Literature DB >> 22205651

Linear and nonlinear auditory response properties of interneurons in a high-order avian vocal motor nucleus during wakefulness.

Jonathan N Raksin1, Christopher M Glaze, Sarah Smith, Marc F Schmidt.   

Abstract

Motor-related forebrain areas in higher vertebrates also show responses to passively presented sensory stimuli. However, sensory tuning properties in these areas, especially during wakefulness, and their relation to perception, are poorly understood. In the avian song system, HVC (proper name) is a vocal-motor structure with auditory responses well defined under anesthesia but poorly characterized during wakefulness. We used a large set of stimuli including the bird's own song (BOS) and many conspecific songs (CON) to characterize auditory tuning properties in putative interneurons (HVC(IN)) during wakefulness.
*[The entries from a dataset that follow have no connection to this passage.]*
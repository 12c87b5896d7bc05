//! Menu tree: native handles plus the registries shared by all nodes.

use crate::backend::{ItemState, MenuBackend};
use crate::registry::{Action, Chord, CommandId, CommandRegistry, ShortcutTable};

/// Index of a node within its [`MenuTree`].
#[derive(Debug, Clone, Copy, PartialEq, Eq, Hash)]
pub struct NodeId(usize);

impl NodeId {
    pub const ROOT: Self = Self(0);
}

#[derive(Debug)]
struct NodeSlot<M> {
    /// `None` when the native menu could not be created.
    handle: Option<M>,
    parent: Option<NodeId>,
    /// Submenu handles created through this node; destroyed by the tree.
    submenus: Vec<M>,
}

/// A popup menu and all of its submenus.
///
/// The tree owns every native handle it creates plus the single command
/// registry and shortcut table. A tree is single-use: build it, show it once,
/// then dispose of it (dropping does so too).
pub struct MenuTree<B: MenuBackend> {
    pub(crate) backend: B,
    nodes: Vec<NodeSlot<B::Menu>>,
    pub(crate) commands: CommandRegistry,
    pub(crate) shortcuts: ShortcutTable,
    pub(crate) shown: bool,
    disposed: bool,
}

impl<B: MenuBackend> MenuTree<B> {
    /// Creates an empty tree whose first command identifier is `start_id`.
    ///
    /// A failed root allocation is logged; the tree still accepts items but
    /// [`show`](Self::show) will report [`MenuError::NoRootMenu`](crate::MenuError::NoRootMenu).
    /// Identifiers stay within `1..=B::MAX_COMMAND_ID`; items past that
    /// range are dropped.
    pub fn new(backend: B, start_id: u32) -> Self {
        if start_id == 0 || start_id > B::MAX_COMMAND_ID {
            tracing::warn!(
                start_id,
                max = B::MAX_COMMAND_ID,
                "menu start id out of range"
            );
        }
        let handle = match backend.create_popup() {
            Ok(h) => Some(h),
            Err(e) => {
                tracing::warn!(error = %e, "failed to create root popup menu");
                None
            }
        };
        Self {
            backend,
            nodes: vec![NodeSlot {
                handle,
                parent: None,
                submenus: Vec::new(),
            }],
            commands: CommandRegistry::with_limit(start_id, B::MAX_COMMAND_ID),
            shortcuts: ShortcutTable::new(),
            shown: false,
            disposed: false,
        }
    }

    /// Cursor on the root menu.
    pub fn root(&mut self) -> MenuNode<'_, B> {
        self.node(NodeId::ROOT)
    }

    /// Cursor on an existing node.
    ///
    /// # Panics
    /// If `id` does not belong to this tree.
    pub fn node(&mut self, id: NodeId) -> MenuNode<'_, B> {
        assert!(id.0 < self.nodes.len(), "node {id:?} is not part of this tree");
        MenuNode {
            tree: self,
            index: id.0,
        }
    }

    pub fn backend(&self) -> &B {
        &self.backend
    }

    pub fn root_handle(&self) -> Option<B::Menu> {
        self.nodes.first().and_then(|n| n.handle)
    }

    pub fn commands(&self) -> &CommandRegistry {
        &self.commands
    }

    pub fn shortcuts(&self) -> &ShortcutTable {
        &self.shortcuts
    }

    /// Number of nodes, root included.
    pub fn node_count(&self) -> usize {
        self.nodes.len()
    }

    pub fn is_disposed(&self) -> bool {
        self.disposed
    }

    /// Runs the action bound to `id` right away. Returns `false` for an
    /// unknown or already consumed identifier.
    pub fn execute(&mut self, id: CommandId) -> bool {
        match self.commands.take(id) {
            Some(action) => {
                action();
                true
            }
            None => false,
        }
    }

    /// Destroys every native handle and clears both registries.
    ///
    /// Submenus go first, deepest first, then the root. Each handle is
    /// destroyed exactly once; calling this again does nothing.
    pub fn dispose(&mut self) {
        if self.disposed {
            return;
        }
        self.disposed = true;

        // Children always have a higher index than their parent.
        for node in self.nodes.iter_mut().rev() {
            for handle in node.submenus.drain(..).rev() {
                if let Err(e) = self.backend.destroy(handle) {
                    tracing::warn!(error = %e, "failed to destroy submenu");
                }
            }
        }
        for node in &mut self.nodes {
            node.handle = None;
        }

        if let Some(root) = self.nodes.first_mut().and_then(|n| n.handle.take()) {
            if let Err(e) = self.backend.destroy(root) {
                tracing::warn!(error = %e, "failed to destroy root menu");
            }
        }
        self.commands.clear();
        self.shortcuts.clear();
    }

    fn parent_of(&self, index: usize) -> Option<NodeId> {
        self.nodes[index].parent
    }
}

impl<B: MenuBackend> Drop for MenuTree<B> {
    fn drop(&mut self) {
        self.dispose();
    }
}

/// Mutable cursor on one node of a [`MenuTree`].
///
/// Items appended through any node draw identifiers from, and register
/// actions and shortcuts in, the tree-wide registries.
pub struct MenuNode<'t, B: MenuBackend> {
    tree: &'t mut MenuTree<B>,
    index: usize,
}

impl<'t, B: MenuBackend> MenuNode<'t, B> {
    pub fn id(&self) -> NodeId {
        NodeId(self.index)
    }

    pub fn is_submenu(&self) -> bool {
        self.index != 0
    }

    pub fn parent(&self) -> Option<NodeId> {
        self.tree.parent_of(self.index)
    }

    pub fn handle(&self) -> Option<B::Menu> {
        self.tree.nodes[self.index].handle
    }

    /// Appends a selectable item bound to `action`.
    ///
    /// The identifier is allocated even if the native append fails; the item
    /// is then simply missing from the menu. Returns `None` without touching
    /// the native menu once the identifier range is used up.
    pub fn add_item(
        &mut self,
        label: &str,
        state: ItemState,
        action: impl FnOnce() + 'static,
    ) -> Option<CommandId> {
        let Some(id) = self.tree.commands.register(Box::new(action) as Action) else {
            tracing::warn!(label, "command ids exhausted, menu item dropped");
            return None;
        };
        if let Some(menu) = self.handle() {
            if let Err(e) = self.tree.backend.append_item(menu, id, label, state) {
                tracing::warn!(label, error = %e, "menu item dropped");
            }
        }
        Some(id)
    }

    /// Like [`add_item`](Self::add_item), and binds `chord` to the item.
    ///
    /// The chord is shown after a tab in the item text. A disabled item
    /// keeps the hint but its chord is not bound.
    pub fn add_item_with_shortcut(
        &mut self,
        label: &str,
        chord: Chord,
        state: ItemState,
        action: impl FnOnce() + 'static,
    ) -> Option<CommandId> {
        let text = format!("{label}\t{chord}");
        let id = self.add_item(&text, state, action)?;
        if !state.enabled {
            tracing::debug!(%chord, command = %id, "shortcut of disabled item not bound");
            return Some(id);
        }
        if let Some(previous) = self.tree.shortcuts.bind(chord, id) {
            tracing::debug!(%chord, %previous, replaced_by = %id, "shortcut rebound");
        }
        Some(id)
    }

    /// Appends a divider. Consumes no identifier.
    pub fn add_separator(&mut self) {
        if let Some(menu) = self.handle() {
            if let Err(e) = self.tree.backend.append_separator(menu) {
                tracing::warn!(error = %e, "menu separator dropped");
            }
        }
    }

    /// Appends a cascading submenu and returns a cursor on it.
    ///
    /// If the native submenu cannot be created or attached it is missing
    /// from the displayed menu; items added to it still get identifiers.
    pub fn add_submenu(&mut self, label: &str) -> MenuNode<'_, B> {
        let handle = match self.tree.backend.create_popup() {
            Ok(h) => Some(h),
            Err(e) => {
                tracing::warn!(label, error = %e, "failed to create submenu");
                None
            }
        };

        if let Some(sub) = handle {
            // Owned here even when attaching fails, so it is still destroyed.
            self.tree.nodes[self.index].submenus.push(sub);
            if let Some(menu) = self.handle() {
                if let Err(e) = self.tree.backend.append_submenu(menu, sub, label) {
                    tracing::warn!(label, error = %e, "submenu not attached");
                }
            }
        }

        let index = self.tree.nodes.len();
        self.tree.nodes.push(NodeSlot {
            handle,
            parent: Some(NodeId(self.index)),
            submenus: Vec::new(),
        });
        MenuNode {
            tree: &mut *self.tree,
            index,
        }
    }
}
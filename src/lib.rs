//! The simple raster vertex stage: its GLSL source, the host-side binding
//! contract, and a CPU evaluation of the transform.

pub mod model;
pub mod scene;
pub mod shader;

pub use model::{Mesh, Position, VertexAttributes, VertexInput, VertexStreams};
pub use scene::Camera;
pub use shader::{
    GlobalUbo, ShaderInterface, SimpleRasterShader, VertexOutput, VertexShader, SIMPLE_RASTER_VERT,
};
Our findings suggest that HVC contains a diversity of responses that vary in overall excitability to auditory stimuli, as well as bias in spike rate increases to BOS over CON. We used statistical tests to classify cells in order to further probe auditory responses, yielding one-third of neurons that were either unresponsive or suppressed and two-thirds with excitatory responses to one or more stimuli. A subset of excitatory neurons were tuned exclusively to BOS and showed very low linearity as measured by spectrotemporal receptive field analysis (STRF). The remaining excitatory neurons responded well to CON stimuli, although many cells still expressed a bias toward BOS. These findings suggest the concurrent presence of a nonlinear and a linear component to responses in HVC, even within the same neuron. These characteristics are consistent with perceptual deficits in distinguishing BOS from CON stimuli following lesions of HVC and other song nuclei and suggest mirror neuronlike qualities in which "self" (here BOS) is used as a referent to judge "other" (here CON).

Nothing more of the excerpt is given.